La storia di Lindsey Ridgell apre nuovi scenari sull'uso di cannabis terapeutica per calmare il dolore. Questa madre l'aveva usata, sotto controllo medico, per lenire gli effetti dell'iperemesi gravidica. Ed è stata denunciata per abuso su minore.

Sta facendo molto scalpore e probabilmente diverrà anche un caso di studio a cui fare riferimento in futuro, la storia di Lindsey Ridgell. Mamma di Silas nato nel 2019 in Arizona, la Ridgell è in ballo con una denuncia di abuso su minore per uso di cannabis terapeutica in gravidanza, usata (sotto controllo medico e con benestare del ginecologo) per lenire gli effetti di una pesante iperemesi gravidica.

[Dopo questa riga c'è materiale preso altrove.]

// Copyright 2023 Strixpyrr
//
// Licensed under the Apache License, Version 2.0 (the "License");
// you may not use this file except in compliance with the License.
// You may obtain a copy of the License at
//
//     http://www.apache.org/licenses/LICENSE-2.0
//
// Unless required by applicable law or agreed to in writing, software
// distributed under the License is distributed on an "AS IS" BASIS,
// WITHOUT WARRANTIES OR CONDITIONS OF ANY KIND, either express or implied.
// See the License for the specific language governing permissions and
// limitations under the License.

use std::cmp::min;
use crate::{Buffer, Error, Result};
use crate::error::OperationKind::{BufFlush, BufRead, BufWrite};
use crate::segment::SIZE;
use crate::streams::{BufSink, BufSource, BufStream, Sink, Source, Stream};

/// A [`Source`] paired with a buffer of bytes read ahead of the consumer.
pub struct BufferedSource<S: Source> {
	buffer: Buffer,
	source: S,
	closed: bool,
}

impl<S: Source> BufferedSource<S> {
	pub(crate) fn new(source: S) -> Self {
		Self {
			buffer: Buffer::default(),
			source,
			closed: false,
		}
	}

	/// Refills the buffer, rounding the target up to whole segments so short
	/// requests still pull usefully-sized reads from the source.
	fn fill_buf(&mut self, byte_count: usize) -> Result<bool> {
		let count = self.buffer.count();
		let segments = count.saturating_add(byte_count)
							.saturating_add(SIZE - 1) / SIZE;
		let target = segments * SIZE - count;

		let read = self.source
					   .fill(&mut self.buffer, target)
					   .map_err(Error::with_op_buf_read)?;
		Ok(read > 0)
	}
}

impl<S: Source> Stream for BufferedSource<S> {
	fn is_closed(&self) -> bool { self.closed }

	fn close(&mut self) -> Result {
		if !self.closed {
			self.closed = true;
			// Both need a chance to run before returning an error.
			let clear = self.buffer.close();
			let close = self.source.close();
			clear?;
			close
		} else {
			Ok(())
		}
	}
}

impl<S: Source> Source for BufferedSource<S> {
	fn fill(&mut self, sink: &mut Buffer, byte_count: usize) -> Result<usize> {
		if self.closed { return Err(Error::closed(BufRead)) }

		if self.buffer.is_empty() {
			// At most one pull from the source; a short or empty read is the
			// caller's signal, not ours.
			self.fill_buf(byte_count)?;
		}
		self.buffer.fill(sink, byte_count)
	}
}

impl<S: Source> BufStream for BufferedSource<S> {
	fn buf(&self) -> &Buffer { &self.buffer }
	fn buf_mut(&mut self) -> &mut Buffer { &mut self.buffer }
}

impl<S: Source> BufSource for BufferedSource<S> {
	fn request(&mut self, byte_count: usize) -> Result<bool> {
		if self.closed { return Err(Error::closed(BufRead)) }

		while self.buffer.count() < byte_count {
			let deficit = byte_count - self.buffer.count();
			if !self.fill_buf(deficit)? {
				return Ok(false)
			}
		}
		Ok(true)
	}
}

impl<S: Source> Drop for BufferedSource<S> {
	fn drop(&mut self) {
		let _ = self.close();
	}
}

/// A [`Sink`] paired with a buffer of bytes staged ahead of the underlying
/// sink. Completed segments are forwarded as writes fill them; the partial
/// tail stays buffered until [`emit`](BufSink::emit) or a flush.
pub struct BufferedSink<S: Sink> {
	buffer: Buffer,
	sink: S,
	closed: bool,
}

impl<S: Sink> BufferedSink<S> {
	pub(crate) fn new(sink: S) -> Self {
		Self {
			buffer: Buffer::default(),
			sink,
			closed: false,
		}
	}
}

impl<S: Sink> Stream for BufferedSink<S> {
	fn is_closed(&self) -> bool { self.closed }

	fn close(&mut self) -> Result {
		if !self.closed {
			self.closed = true;
			// Emit, flush and close all need a chance to run before returning
			// an error.
			let count = self.buffer.count();
			let emit = self.sink
						   .drain(&mut self.buffer, count)
						   .map_err(Error::with_op_buf_flush);
			let flush = self.sink.flush();
			let close = self.sink.close();
			let clear = self.buffer.close();
			emit?;
			flush?;
			close?;
			clear
		} else {
			Ok(())
		}
	}
}

impl<S: Sink> Sink for BufferedSink<S> {
	fn drain(&mut self, source: &mut Buffer, byte_count: usize) -> Result<usize> {
		self.prepare_write()?;
		let count = self.buffer.drain(source, byte_count)?;
		self.emit_complete_segments()?;
		Ok(count)
	}

	fn flush(&mut self) -> Result {
		if self.closed { return Err(Error::closed(BufFlush)) }

		// Both need a chance to run before returning an error.
		let emit = self.emit();
		let flush = self.sink
						.flush()
						.map_err(Error::with_op_buf_flush);
		emit?;
		flush
	}
}

impl<S: Sink> BufStream for BufferedSink<S> {
	fn buf(&self) -> &Buffer { &self.buffer }
	fn buf_mut(&mut self) -> &mut Buffer { &mut self.buffer }
}

impl<S: Sink> BufSink for BufferedSink<S> {
	fn prepare_write(&mut self) -> Result {
		if self.closed {
			Err(Error::closed(BufWrite))
		} else {
			Ok(())
		}
	}

	fn emit_complete_segments(&mut self) -> Result {
		let count = self.buffer.complete_segment_bytes();
		if count > 0 {
			self.sink
				.drain(&mut self.buffer, count)
				.map_err(Error::with_op_buf_flush)?;
		}
		Ok(())
	}

	fn emit(&mut self) -> Result {
		let count = self.buffer.count();
		if count > 0 {
			self.sink
				.drain(&mut self.buffer, count)
				.map_err(Error::with_op_buf_flush)?;
		}
		Ok(())
	}
}

impl<S: Sink> Drop for BufferedSink<S> {
	fn drop(&mut self) {
		let _ = self.close();
	}
}

/// A source reading a [`BufSource`]'s bytes without consuming them. Bytes past
/// the end of the upstream buffer are pulled in through the upstream's own
/// [`request`](BufSource::request), so the upstream accumulates everything the
/// peek has seen. The exclusive borrow keeps the upstream from being read, or
/// written, behind the peek's back; closing the peek leaves it untouched.
pub struct PeekSource<'a, S: BufSource> {
	source: &'a mut S,
	offset: usize,
}

impl<'a, S: BufSource> PeekSource<'a, S> {
	pub(crate) fn new(source: &'a mut S) -> Self {
		Self { source, offset: 0 }
	}
}

impl<S: BufSource> Stream for PeekSource<'_, S> {
	fn is_closed(&self) -> bool { false }

	// Closing a peek is a no-op on the upstream source.
	fn close(&mut self) -> Result { Ok(()) }
}

impl<S: BufSource> Source for PeekSource<'_, S> {
	fn fill(&mut self, sink: &mut Buffer, byte_count: usize) -> Result<usize> {
		if !self.source.request(self.offset.saturating_add(1))? {
			let buffered = self.source.buf().count();
			if buffered <= self.offset {
				return Ok(0)
			}
		}

		let available = self.source.buf().count() - self.offset;
		let count = min(byte_count, available);
		self.source
			.buf()
			.copy_to(sink, self.offset, count)
			.map_err(Error::with_op_buf_read)?;
		self.offset += count;
		Ok(count)
	}
}
/// A buffered data sink.
pub trait BufSink: BufStream + Sink {
	/// Validates that the sink can accept writes. Buffered sinks fail here
	/// once closed.
	fn prepare_write(&mut self) -> Result { Ok(()) }

	/// Forwards buffered data to the underlying sink as segments complete,
	/// keeping the partial tail segment buffered. A no-op for the buffer
	/// itself.
	fn emit_complete_segments(&mut self) -> Result { Ok(()) }

	/// Pushes all buffered data to the underlying sink, without flushing it.
	/// A no-op for the buffer itself.
	fn emit(&mut self) -> Result { Ok(()) }

	gen_int_writes! {
		write_i8 -> i8,
		write_u8 -> u8,
		write_i16 write_i16_le -> i16,
		write_u16 write_u16_le -> u16,
		write_i32 write_i32_le -> i32,
		write_u32 write_u32_le -> u32,
		write_i64 write_i64_le -> i64,
		write_u64 write_u64_le -> u64,
	}

	/// Writes a slice of bytes to the sink.
	fn write_from_slice(&mut self, value: &[u8]) -> Result {
		self.prepare_write()?;
		self.buf_mut().write_from_slice(value)?;
		self.emit_complete_segments()
	}

	/// Writes a string to the sink as UTF-8.
	fn write_utf8(&mut self, value: &str) -> Result {
		self.prepare_write()?;
		self.buf_mut().write_utf8(value)?;
		self.emit_complete_segments()
	}

	/// Writes one code point to the sink as UTF-8. Surrogate and out-of-range
	/// values are written as the replacement sequence.
	fn write_code_point(&mut self, code_point: u32) -> Result {
		self.prepare_write()?;
		self.buf_mut().write_code_point(code_point)?;
		self.emit_complete_segments()
	}

	/// Writes a signed decimal long to the sink, in ASCII.
	fn write_decimal_long(&mut self, value: i64) -> Result {
		self.prepare_write()?;
		self.buf_mut().write_decimal_long(value)?;
		self.emit_complete_segments()
	}

	/// Writes an unsigned hexadecimal long to the sink, in lowercase ASCII.
	fn write_hexadecimal_unsigned_long(&mut self, value: u64) -> Result {
		self.prepare_write()?;
		self.buf_mut().write_hexadecimal_unsigned_long(value)?;
		self.emit_complete_segments()
	}

	/// Writes a byte string to the sink.
	fn write_byte_str(&mut self, value: &ByteString) -> Result {
		self.write_from_slice(value)
	}

	/// Reads exactly `byte_count` bytes from `source` into the sink, emitting
	/// complete segments along the way so the buffer stays bounded. Fails with
	/// an end-of-stream error if `source` is exhausted early.
	fn write(&mut self, source: &mut impl Source, byte_count: usize) -> Result<usize> {
		self.prepare_write()?;
		let mut count = 0;
		while count < byte_count {
			let read = source.fill(self.buf_mut(), min(byte_count - count, SIZE))
							 .map_err(Error::with_op_buf_write)?;
			if read == 0 {
				return Err(Error::eos(BufWrite))
			}
			count += read;
			self.emit_complete_segments()?;
		}
		Ok(count)
	}

	/// Reads from `source` until exhaustion, emitting complete segments along
	/// the way. Returns the number of bytes written.
	fn write_all(&mut self, source: &mut impl Source) -> Result<usize> {
		self.prepare_write()?;
		let mut count = 0;
		loop {
			let read = source.fill(self.buf_mut(), SIZE)
							 .map_err(Error::with_op_buf_write)?;
			if read == 0 { break }
			count += read;
			self.emit_complete_segments()?;
		}
		Ok(count)
	}
}

/// Wraps a [`Source`] in a buffered source.
pub trait SourceExt: Source + Sized {
	/// Wraps the source in a [`BufferedSource`], which owns it and closes it
	/// when closed.
	fn buffered(self) -> BufferedSource<Self> {
		BufferedSource::new(self)
	}
}

impl<S: Source + Sized> SourceExt for S { }

/// Wraps a [`Sink`] in a buffered sink.
pub trait SinkExt: Sink + Sized {
	/// Wraps the sink in a [`BufferedSink`], which owns it and closes it when
	/// closed.
	fn buffered(self) -> BufferedSink<Self> {
		BufferedSink::new(self)
	}
}

impl<S: Sink + Sized> SinkExt for S { }

// Impls for common types

impl Stream for &[u8] {
	fn is_closed(&self) -> bool { false }
}

impl Source for &[u8] {
	fn fill(&mut self, sink: &mut Buffer, byte_count: usize) -> Result<usize> {
		let count = min(byte_count, self.len());
		sink.write_from_slice(&self[..count])
			.map_err(Error::with_op_buf_read)?;
		*self = &self[count..];
		Ok(count)
	}
}

impl Stream for Vec<u8> {
	fn is_closed(&self) -> bool { false }
}

impl Sink for Vec<u8> {
	fn drain(&mut self, source: &mut Buffer, byte_count: usize) -> Result<usize> {
		let count = byte_count;
		if count > source.count() {
			let err = BoundsError { start: 0, end: count, size: source.count() };
			return Err(Error::illegal_argument(BufWrite, err))
		}
		self.reserve(count);
		let mut remaining = count;
		while remaining > 0 {
			remaining -= source.read_from_head(|data| {
				let len = min(data.len(), remaining);
				self.extend_from_slice(&data[..len]);
				len
			});
		}
		Ok(count)
	}
}
//! Health probing subsystem.
//!
//! Components:
//! - `retry`: the retry policy value object and backoff combinator.
//! - `http_client`: redirect-following HTTP GET with explicit timeouts.
//! - `prober`: readiness and unreachability checks against a server URL.

pub mod http_client;
pub mod prober;
pub mod retry;
#[cfg(test)]
pub(crate) mod testutil;

pub use http_client::{http_get, HttpResponse};
pub use prober::{assert_unreachable, probe_health, probe_spa_root};
pub use retry::{retry, RetryPolicy};
//! Session state store.
//!
//! Persists everything a started environment leaves behind under its output
//! directory: the `.tc.docker.json` session document, the `.env.tc`
//! environment file, effective server configuration, and per-node logs.

pub mod store;
pub mod types;

pub use store::SessionStore;
pub use types::{ContainerRecord, Session};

L’iperemesi gravidica è un incubo per molte mamme: causa uno stato di spossatezza e malessere che difficilmente può essere tenuto sotto controllo e una nausea gravidica molto severa, che limita in tutto la donna. Lindsey Ridgell nel 2019, con l’assunzione di cannabis terapeutica, cercava di calmare e tenere a bada proprio gli effetti devastanti di una feroce iperemesi. Dal 2010 la marijuana anche a uso ricreativo è legale nello stato dell’Arizona e questo status ha creato una sorta di corto circuito legale ancora in essere.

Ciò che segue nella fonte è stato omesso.